You’ve probably seen the headlines by now: Centers for Medicare and Medicare Services (CMS) is preparing to test prior authorization for certain procedures in a handful of states.  This new prior authorization pilot is called “WISeR” and CMS is planning to use Artificial Intelligence (AI) as the first line of defense to determine who gets approved treatment for certain conditions. The idea might sound reasonable enough to reduce waste and prevent unnecessary treatments. But here’s the thing: this could end up changing the best parts of Medicare while retaining the worst!

ai WISer

Medicare’s Core Strength

Medicare is far from perfect. Enrolling can be a headache with confusing deadlines, steep penalties, and the alphabet soup of Plans and Parts.  The seemingly arbitrary rules for when you can enroll or switch certain Medicare insurance plans needs reform. 

But once you’re enrolled in Original Medicare, however, you can take comfort in the fact that you can see nearly any doctor in the United States without referrals. Over 98% of non-pediatric doctors accept Medicare (source) which makes finding care easy compared to the restrictive networks of private insurers. Importantly, insurance companies currently play no role in U.S. based treatment decisions when you Original Medicare (with or without a supplemental Medigap plan). Case by case Medicare authorizations are extremely rare. That’s a feature not a bug- it cuts down on bureaucracy and lets doctors and patients focus on health outcomes rather than paperwork.  Supporting that direct doctor–patient relationship is a core promise of Medicare.

What WISeR Means

WISeR is an acronym  for “Wasteful and Inappropriate Service Reduction.” The pilot will launch Jan 1, 2026 in Arizona, New Jersey, Ohio, Oklahoma, Texas and Washington State.  If implemented,  WISeR could recreate the same frustrations that make Medicare Advantage so unpopular: delays, denials, and red tape. We talk to older adults every day, and many tell us they’ve chosen Original Medicare specifically to avoid the hoops of prior authorization. Now it feels like the rules are changing for people who thought they were signing up for something straightforward and dependable.

Medicare’s AI Problem

And then there’s the Artificial Intelligence piece, which is concerning. Sure, these systems can scan through paperwork quickly, but they don’t get the full picture of what’s going on with each patient. They can’t read between the lines or understand when someone’s health situation is more complicated than it looks on paper.  CMS says human doctors will make the final calls, but we’ve seen how this plays out with Medicare Advantage: too often, that “human review” becomes little more than a rubber stamp on what the algorithm already decided. The result? More delays, more denials, and more patients too exhausted to fight back.

What at Stake

We all agree that Medicare dollars shouldn’t be wasted but AI-driven prior authorization isn’t the solution. Medicare was meant to be the simple option—the one that doesn’t make you jump through hoops to get care.

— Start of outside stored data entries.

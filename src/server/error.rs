//! HTTP error responses
//!
//! Every handler returns `Result<T, ApiError>`. Bodies are plain text;
//! internal failures are logged with full detail and answered with a
//! generic message.

use axum::http::StatusCode;
use axum::response::{IntoResponse, Response};
use thiserror::Error;
use tracing::error;

use crate::chat::ChatError;

/// Body returned for internal failures
pub const INTERNAL_MESSAGE: &str = "An error occurred while processing your request";

/// Errors a route can answer with
#[derive(Debug, Error)]
pub enum ApiError {
    /// Missing session, or a resource owned by someone else
    #[error("Unauthorized")]
    Unauthorized,

    /// Missing parameter or resource
    #[error("{0}")]
    NotFound(String),

    /// Malformed request
    #[error("{0}")]
    BadRequest(String),

    /// Unexpected failure
    #[error("internal error: {0}")]
    Internal(anyhow::Error),
}

impl ApiError {
    /// Plain `Not Found`
    pub fn not_found() -> Self {
        Self::NotFound("Not Found".to_string())
    }

    /// HTTP status for this error
    pub fn status(&self) -> StatusCode {
        match self {
            Self::Unauthorized => StatusCode::UNAUTHORIZED,
            Self::NotFound(_) => StatusCode::NOT_FOUND,
            Self::BadRequest(_) => StatusCode::BAD_REQUEST,
            Self::Internal(_) => StatusCode::INTERNAL_SERVER_ERROR,
        }
    }
}

impl IntoResponse for ApiError {
    fn into_response(self) -> Response {
        let status = self.status();
        let body = match self {
            Self::Internal(e) => {
                error!(error = ?e, "request failed");
                INTERNAL_MESSAGE.to_string()
            }
            other => other.to_string(),
        };
        (status, body).into_response()
    }
}

impl From<anyhow::Error> for ApiError {
    fn from(e: anyhow::Error) -> Self {
        Self::Internal(e)
    }
}

impl From<ChatError> for ApiError {
    fn from(e: ChatError) -> Self {
        match e {
            ChatError::Unauthorized | ChatError::NotOwner => Self::Unauthorized,
            ChatError::ModelNotFound => Self::NotFound(e.to_string()),
            ChatError::NoUserMessage => Self::BadRequest(e.to_string()),
            ChatError::NotFound => Self::not_found(),
            ChatError::Internal(inner) => Self::Internal(inner),
        }
    }
}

The American Medical Association (AMA) has also expressed concern, stating:

“The AMA strongly urges CMS to pause the January 1, 2026 implementation of the WISeR Model to allow additional stakeholder input, full analysis of the model’s operational impacts, and development of clear guidance for physicians.” (source)

Before CMS imports the worst parts of private insurance into traditional Medicare, it should listen to the people who rely on it most: seniors.

If WISeR concerns you, contact your elected officials. Urge them to support common-sense Medicare reforms—simplify enrollment rules, protect patient choice—and press pause on these new AI authorizations.